No quick fix to seaweed problem, says Sealy
Barbadian and visiting beachgoers can expect to face the troublesome Sargassum seaweed, which has invaded the island’s beaches, for a long time.
Minister of Tourism Richard Sealy has said that there was no “quick fix” to the problem, which has been the source of concern for residents, including the tourism sector.
Sealy revealed that he had been advised by the Coastal Zone Management Unit (CZMU) that the problem was “not going to go away” in the near future. And he called for a “coherent” response to the challenge it posed.
“All the information we are getting from the CZMU has suggested that the problem is not going to go away.

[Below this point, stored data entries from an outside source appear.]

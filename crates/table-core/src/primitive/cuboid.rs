//! Cuboid (rectangular prism) mesh generation

use glam::Vec3;

use super::quad::build_quad;
use crate::constants::{CUBOID_INDEX_COUNT, CUBOID_VERTEX_COUNT};
use crate::mesh::{MeshBuffers, MeshCursor, MeshError, Vertex};

/// Face of an axis-aligned cuboid, in emission order
#[derive(Debug, Clone, Copy, PartialEq, Eq, Hash)]
pub enum CuboidFace {
    PosX,
    NegX,
    NegY,
    PosY,
    PosZ,
    NegZ,
}

impl CuboidFace {
    /// All faces in the order they are written
    pub const ALL: [CuboidFace; 6] = [
        CuboidFace::PosX,
        CuboidFace::NegX,
        CuboidFace::NegY,
        CuboidFace::PosY,
        CuboidFace::PosZ,
        CuboidFace::NegZ,
    ];

    /// Corner labels (see [`cuboid_corners`]) as bottom-left, bottom-right,
    /// top-right, top-left
    pub fn corner_indices(self) -> [usize; 4] {
        match self {
            CuboidFace::PosX => [0, 1, 2, 3],
            CuboidFace::NegX => [5, 4, 7, 6],
            CuboidFace::NegY => [1, 5, 6, 2],
            CuboidFace::PosY => [4, 0, 3, 7],
            CuboidFace::PosZ => [6, 7, 3, 2],
            CuboidFace::NegZ => [1, 0, 4, 5],
        }
    }

    pub fn normal(self) -> Vec3 {
        match self {
            CuboidFace::PosX => Vec3::X,
            CuboidFace::NegX => Vec3::NEG_X,
            CuboidFace::NegY => Vec3::NEG_Y,
            CuboidFace::PosY => Vec3::Y,
            CuboidFace::PosZ => Vec3::Z,
            CuboidFace::NegZ => Vec3::NEG_Z,
        }
    }

    pub fn tangent(self) -> Vec3 {
        match self {
            CuboidFace::PosX => Vec3::Y,
            CuboidFace::NegX => Vec3::NEG_Y,
            CuboidFace::NegY => Vec3::X,
            CuboidFace::PosY => Vec3::NEG_X,
            CuboidFace::PosZ => Vec3::Y,
            CuboidFace::NegZ => Vec3::NEG_Y,
        }
    }

    pub fn name(self) -> &'static str {
        match self {
            CuboidFace::PosX => "+X",
            CuboidFace::NegX => "-X",
            CuboidFace::NegY => "-Y",
            CuboidFace::PosY => "+Y",
            CuboidFace::PosZ => "+Z",
            CuboidFace::NegZ => "-Z",
        }
    }
}

/// The 8 corners of a box of full extents `size` centered at `offset`
///
/// p0..p3 lie on +X, p4..p7 on -X:
/// p0 (+y,-z), p1 (-y,-z), p2 (-y,+z), p3 (+y,+z), same pattern for p4..p7.
pub fn cuboid_corners(size: Vec3, offset: Vec3) -> [Vec3; 8] {
    let h = size / 2.0;
    [
        Vec3::new(h.x, h.y, -h.z),
        Vec3::new(h.x, -h.y, -h.z),
        Vec3::new(h.x, -h.y, h.z),
        Vec3::new(h.x, h.y, h.z),
        Vec3::new(-h.x, h.y, -h.z),
        Vec3::new(-h.x, -h.y, -h.z),
        Vec3::new(-h.x, -h.y, h.z),
        Vec3::new(-h.x, h.y, h.z),
    ]
    .map(|corner| corner + offset)
}

/// Write a full flat-shaded box into caller-owned buffers starting at slot 0
///
/// # Arguments
/// * `size` - full extents along X, Y, Z
/// * `offset` - box center in the parent's local space
///
/// Requires at least 24 vertex and 36 index slots; nothing is written otherwise.
pub fn build_cuboid(
    vertices: &mut [Vertex],
    indices: &mut [u32],
    size: Vec3,
    offset: Vec3,
) -> Result<(), MeshError> {
    MeshCursor::default()
        .ensure_room(
            vertices.len(),
            indices.len(),
            CUBOID_VERTEX_COUNT,
            CUBOID_INDEX_COUNT,
        )
        .inspect_err(|e| tracing::warn!("Cannot build cuboid: {}", e))?;

    let corners = cuboid_corners(size, offset);
    let mut cursor = MeshCursor::default();
    for face in CuboidFace::ALL {
        let quad = face.corner_indices().map(|i| corners[i]);
        cursor = build_quad(vertices, indices, quad, cursor, face.normal(), face.tangent())?;
    }
    debug_assert_eq!(
        cursor,
        MeshCursor::new(CUBOID_VERTEX_COUNT, CUBOID_INDEX_COUNT)
    );

    tracing::debug!(?size, ?offset, "Built cuboid");
    Ok(())
}

/// Generate a box into freshly owned buffers
///
/// # Returns
/// 24 vertices (4 per face), 12 triangles
pub fn generate_cuboid_mesh(size: Vec3, offset: Vec3) -> Result<MeshBuffers, MeshError> {
    let mut mesh = MeshBuffers::for_cuboid();
    let (vertices, indices) = mesh.as_slices_mut();
    build_cuboid(vertices, indices, size, offset)?;
    Ok(mesh)
}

It has abated slightly because of some currents and so on recently, but there is a need to pull all of the different efforts together and to have something coherent by way of a response at different levels,” Sealy told the media at a press conference at the Warrens Office Complex this afternoon.
However, he said he expected a plan would soon be rolled out to deal with the seaweed invasion.

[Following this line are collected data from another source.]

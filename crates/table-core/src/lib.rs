//! Procedural Table Mesh Generation
//!
//! This crate builds flat-shaded geometry for a four-legged table:
//! - Mesh: vertex layout, owned buffers and write cursors
//! - Primitive: quad and cuboid builders writing into caller-owned buffers
//! - Table: tabletop and legs generated as separate mesh sections
//! - Config: RON parameter files
//!
//! Coordinates are left-handed with X forward, Y right and Z up.

pub mod config;
pub mod constants;
pub mod mesh;
pub mod primitive;
pub mod table;

pub use config::*;
pub use constants::*;
pub use mesh::*;
pub use primitive::*;
pub use table::*;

“I would like to think that over the course of the next week or two . . . we should start to hear something being rolled out more formally . . . . We are going to have to work as one to really combat this thing.
“It is a massive problem. It is not a seasonal problem anymore, nor is it a beach specific [problem]. It is really affecting the entire island,” he added.

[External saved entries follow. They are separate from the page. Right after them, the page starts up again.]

//! Single flat-shaded quad emission

use glam::Vec3;

use crate::constants::{QUAD_INDEX_COUNT, QUAD_TRIANGLES, QUAD_UVS, QUAD_VERTEX_COUNT};
use crate::mesh::{MeshCursor, MeshError, Vertex};

/// Write one quad into caller-owned buffers at `cursor`
///
/// # Arguments
/// * `corners` - [bottom_left, bottom_right, top_right, top_left], counter-clockwise
///   as seen from the side `normal` points to
/// * `cursor` - next free vertex and index slots
/// * `normal`, `tangent` - shared by all four vertices
///
/// # Returns
/// The cursor advanced past the 4 vertices and 6 indices written. Nothing is
/// written if either buffer lacks room.
pub fn build_quad(
    vertices: &mut [Vertex],
    indices: &mut [u32],
    corners: [Vec3; 4],
    cursor: MeshCursor,
    normal: Vec3,
    tangent: Vec3,
) -> Result<MeshCursor, MeshError> {
    cursor.ensure_room(
        vertices.len(),
        indices.len(),
        QUAD_VERTEX_COUNT,
        QUAD_INDEX_COUNT,
    )?;
    // Highest index written is base + 3
    let base = u32::try_from(cursor.vertex + QUAD_VERTEX_COUNT - 1)
        .map(|_| cursor.vertex as u32)
        .map_err(|_| MeshError::IndexOverflow {
            base: cursor.vertex,
        })?;

    let normal = normal.to_array();
    let tangent = tangent.to_array();
    let slots = &mut vertices[cursor.vertex..cursor.vertex + QUAD_VERTEX_COUNT];
    for ((slot, corner), uv) in slots.iter_mut().zip(corners).zip(QUAD_UVS) {
        *slot = Vertex {
            position: corner.to_array(),
            uv,
            normal,
            tangent,
        };
    }

    indices[cursor.index..cursor.index + QUAD_INDEX_COUNT]
        .copy_from_slice(&QUAD_TRIANGLES.map(|local| base + local));

    Ok(cursor.advance(QUAD_VERTEX_COUNT, QUAD_INDEX_COUNT))
}

#[cfg(test)]
mod tests {
    use super::*;
    use crate::mesh::{BufferKind, MeshBuffers};

    const CORNERS: [Vec3; 4] = [
        Vec3::new(0.0, 0.0, 0.0),
        Vec3::new(0.0, 2.0, 0.0),
        Vec3::new(0.0, 2.0, 1.0),
        Vec3::new(0.0, 0.0, 1.0),
    ];

    #[test]
    fn test_quad_writes_vertices() {
        let mut mesh = MeshBuffers::with_len(4, 6);
        let (v, i) = mesh.as_slices_mut();
        let cursor = build_quad(v, i, CORNERS, MeshCursor::default(), Vec3::NEG_X, Vec3::Y).unwrap();
        assert_eq!(cursor, MeshCursor::new(4, 6));

        let positions: Vec<[f32; 3]> = mesh.positions().collect();
        assert_eq!(positions, CORNERS.map(|c| c.to_array()).to_vec());
        for v in &mesh.vertices {
            assert_eq!(v.normal, [-1.0, 0.0, 0.0]);
            assert_eq!(v.tangent, [0.0, 1.0, 0.0]);
        }
        let uvs: Vec<[f32; 2]> = mesh.vertices.iter().map(|v| v.uv).collect();
        assert_eq!(uvs, vec![[0.0, 1.0], [1.0, 1.0], [1.0, 0.0], [0.0, 0.0]]);
        assert_eq!(mesh.indices, vec![0, 1, 2, 0, 2, 3]);
    }

    #[test]
    fn test_quad_at_offset() {
        let mut mesh = MeshBuffers::with_len(12, 18);
        let (v, i) = mesh.as_slices_mut();
        let cursor = build_quad(v, i, CORNERS, MeshCursor::new(8, 12), Vec3::X, Vec3::Y).unwrap();
        assert_eq!(cursor, MeshCursor::new(12, 18));
        assert_eq!(&mesh.indices[12..], &[8, 9, 10, 8, 10, 11]);
        // Slots before the cursor stay untouched
        assert!(mesh.indices[..12].iter().all(|&i| i == 0));
        assert!(mesh.vertices[..8].iter().all(|v| *v == Vertex::default()));
    }

    #[test]
    fn test_consecutive_quads_accumulate() {
        let mut mesh = MeshBuffers::with_len(8, 12);
        let (v, i) = mesh.as_slices_mut();
        let cursor = build_quad(v, i, CORNERS, MeshCursor::default(), Vec3::X, Vec3::Y).unwrap();
        let cursor = build_quad(v, i, CORNERS, cursor, Vec3::Z, Vec3::Y).unwrap();
        assert_eq!(cursor, MeshCursor::new(8, 12));
        assert_eq!(mesh.indices, vec![0, 1, 2, 0, 2, 3, 4, 5, 6, 4, 6, 7]);
        assert_eq!(mesh.vertices[3].normal, [1.0, 0.0, 0.0]);
        assert_eq!(mesh.vertices[4].normal, [0.0, 0.0, 1.0]);
    }

    #[test]
    fn test_quad_without_room_writes_nothing() {
        let mut mesh = MeshBuffers::with_len(4, 5);
        let (v, i) = mesh.as_slices_mut();
        let err = build_quad(v, i, CORNERS, MeshCursor::default(), Vec3::X, Vec3::Y).unwrap_err();
        assert!(matches!(
            err,
            MeshError::Capacity {
                buffer: BufferKind::Index,
                ..
            }
        ));
        assert_eq!(mesh, MeshBuffers::with_len(4, 5));
    }
}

Despite being unable to say how badly the seaweed had hurt the tourism sector financially, the Minister admitted it would take substantial resources to eradicate the problem.
“I can’t put a dollar figure [on it]. I’d probably be guessing. What I can say though, is that the resources involved will be significant. We accept this has gone beyond rakes and shovels and plastic bags,” Sealy acknowledged.
“When you are talking about four feet and five feet high, we can’t just mobilize people with plastic bags. I’m not discouraging it because it is good to see. But obviously, given the scale of the challenge, we will have to look at it differently.”
Sealy lamented the absence of a regional effort to deal with the problem, which is also affecting other Caribbean countries.
“There is no real regional [effort]; nothing coordinated is happening at that level. In fact, most people are probably at their wits end.
“Barbados is pretty far advanced in terms of where we are with initiatives and so on, but it is important that we have some level of coordination nationally and regionally as well,” the Minister insisted.